I don’t know. It’s tough to pick one particular trend, because everybody’s been kind of out of it for a while. Once things are completely opened up, then you’re gonna see a lot of really cool things. People are gonna really try some different things. What makes it so fun here is that you can use crazy garnishes, because it’s not a classic cocktail bar. We have great cocktails, but they’re not your run-of-the-mill kind of thing.

An array of summer cocktails at Citrus & Salt (left) The large format cocktail Tequila On My Mind // Herradura Silver, St. Germaine, Butterfly Pea Tea, white cranberry, lime, agave (right)

What would you say are the best ways consumers can support Citrus & Salt going forward? 

Just come in. Come in dine with us! Take cocktails to go. Visit as much as you can. Yeah, that’s all. We’d love is to have everybody come in, and we’re ready! I feel like when you’re here, you feel like you’re on a bit of a vacation. It’s like a nice break to come in and be like, ‘okay, I can take my hour and a half and kind of forget about everything.’ 

Are there any events coming up that you guys are really excited about?

We’re just looking forward to getting back and having people back here. I think that things are opening up more so once we can do that, we’ll have more things going on – on August 1st, we’ll be able to go full capacity. But for us, we do a drink special every week, which keeps people coming in and trying new things. 

As far as larger plans go, how do you think the pandemic experience will affect bartending in the future for you, Citrus & Salt and the Boston bar scene?
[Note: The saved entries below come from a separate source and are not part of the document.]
//! Backup rotation
//!
//! Backup ids start with a sortable timestamp and end with the mode, so
//! rotation works on names alone: per mode, keep the newest `keep`.

use crate::domain::entities::BackupMode;

/// Names of `mode` backups beyond the newest `keep`, oldest first.
///
/// Names that do not carry the mode suffix are never selected.
pub fn select_expired<S: AsRef<str>>(names: &[S], mode: BackupMode, keep: usize) -> Vec<String> {
    let suffix = format!("-{}", mode.as_str());
    let mut matching: Vec<&str> = names
        .iter()
        .map(AsRef::as_ref)
        .filter(|name| name.ends_with(&suffix) && is_timestamped(name))
        .collect();
    matching.sort_unstable();
    matching.dedup();

    let excess = matching.len().saturating_sub(keep);
    matching[..excess].iter().map(|s| s.to_string()).collect()
}

fn is_timestamped(name: &str) -> bool {
    let bytes = name.as_bytes();
    bytes.len() > 15
        && bytes[..8].iter().all(u8::is_ascii_digit)
        && bytes[8] == b'_'
        && bytes[9..15].iter().all(u8::is_ascii_digit)
}
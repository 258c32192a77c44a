//! SSH Remote Shell
//!
//! Implements `RemoteShell` by spawning the system `ssh` client once per
//! command. Key, port and timeouts come from the profile's `SshEndpoint`.

use std::io::{self, Write};
use std::process::{Child, Command, Output, Stdio};
use std::time::Duration;

use crate::domain::entities::EnvironmentProfile;
use crate::domain::ports::{CommandOutput, RemoteConnector, RemoteShell, ShellError};
use crate::domain::value_objects::SshEndpoint;

/// Exit status ssh uses for its own failures (connection, auth)
const SSH_ERROR_EXIT: i32 = 255;

pub struct SshShell {
    endpoint: SshEndpoint,
}

impl SshShell {
    pub fn new(endpoint: SshEndpoint) -> Self {
        Self { endpoint }
    }

    fn command(&self, remote_command: &str) -> Command {
        let mut cmd = Command::new("ssh");
        cmd.args(self.endpoint.ssh_args())
            .arg(self.endpoint.destination())
            .arg("--")
            .arg(remote_command);
        cmd
    }

    fn finish(&self, output: Output) -> Result<CommandOutput, ShellError> {
        let stdout = String::from_utf8_lossy(&output.stdout).into_owned();
        let stderr = String::from_utf8_lossy(&output.stderr).into_owned();
        let code = output.status.code();

        if code == Some(SSH_ERROR_EXIT) {
            return Err(ShellError::Connection {
                target: self.target(),
                message: stderr.trim().to_string(),
            });
        }

        Ok(CommandOutput {
            code,
            stdout,
            stderr,
        })
    }

    fn spawn_error(e: std::io::Error) -> ShellError {
        ShellError::Spawn {
            program: "ssh".to_string(),
            message: e.to_string(),
        }
    }
}

impl RemoteShell for SshShell {
    fn target(&self) -> String {
        self.endpoint.destination()
    }

    fn run(&self, command: &str) -> Result<CommandOutput, ShellError> {
        let output = self
            .command(command)
            .stdin(Stdio::null())
            .output()
            .map_err(Self::spawn_error)?;
        self.finish(output)
    }

    fn run_with_input(&self, command: &str, input: &[u8]) -> Result<CommandOutput, ShellError> {
        let child = self
            .command(command)
            .stdin(Stdio::piped())
            .stdout(Stdio::piped())
            .stderr(Stdio::piped())
            .spawn()
            .map_err(Self::spawn_error)?;

        let (output, written) = feed(child, input).map_err(Self::spawn_error)?;
        let result = self.finish(output)?;
        match written {
            Ok(()) => Ok(result),
            Err(e) => Err(ShellError::Connection {
                target: self.target(),
                message: format!("input not fully delivered: {}", e),
            }),
        }
    }
}

/// Write `input` to the child's stdin, close it, then reap the child even
/// when the write failed.
fn feed(mut child: Child, input: &[u8]) -> io::Result<(Output, io::Result<()>)> {
    let written = match child.stdin.take() {
        Some(mut stdin) => stdin.write_all(input),
        None => Ok(()),
    };
    let output = child.wait_with_output()?;
    Ok((output, written))
}

/// Opens `SshShell`s for resolved profiles.
pub struct SshConnector {
    connect_timeout: Duration,
}

impl SshConnector {
    pub fn new(connect_timeout: Duration) -> Self {
        Self { connect_timeout }
    }
}

impl RemoteConnector for SshConnector {
    fn connect(&self, profile: &EnvironmentProfile) -> Box<dyn RemoteShell> {
        Box::new(SshShell::new(profile.endpoint(self.connect_timeout)))
    }
}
I think it’s definitely gonna make people more grateful for being able to go out and have those interactions with people. Especially for me, I always felt like bartending – you make connections with people. And that’s why a lot of people go out; it’s because they want that connection, and they keep going to the same place. So I think that’s going to be important moving forward, once we do get more back to normal. Either making new connections, or remaking the ones that we haven’t had in a year and a half. People will see how important it is, because you saw how much you missed it over the year and a half, not seeing those people. It’s not just somebody that you go and get a drink from, or somebody coming in to get a drink from you – it’s somebody that you build a relationship with. So it’s a bummer when you haven’t had that relationship for so long. I think we’re all gonna take a step back and be like, ‘yeah, this really is important.’ It’s part of our culture; it’s part of who we are. 

This interview has been edited and condensed for brevity and clarity.
Back Behind the Bar is four-part series that shares the stories of beverage professionals as they reemerge post-pandemic and get back behind the bar.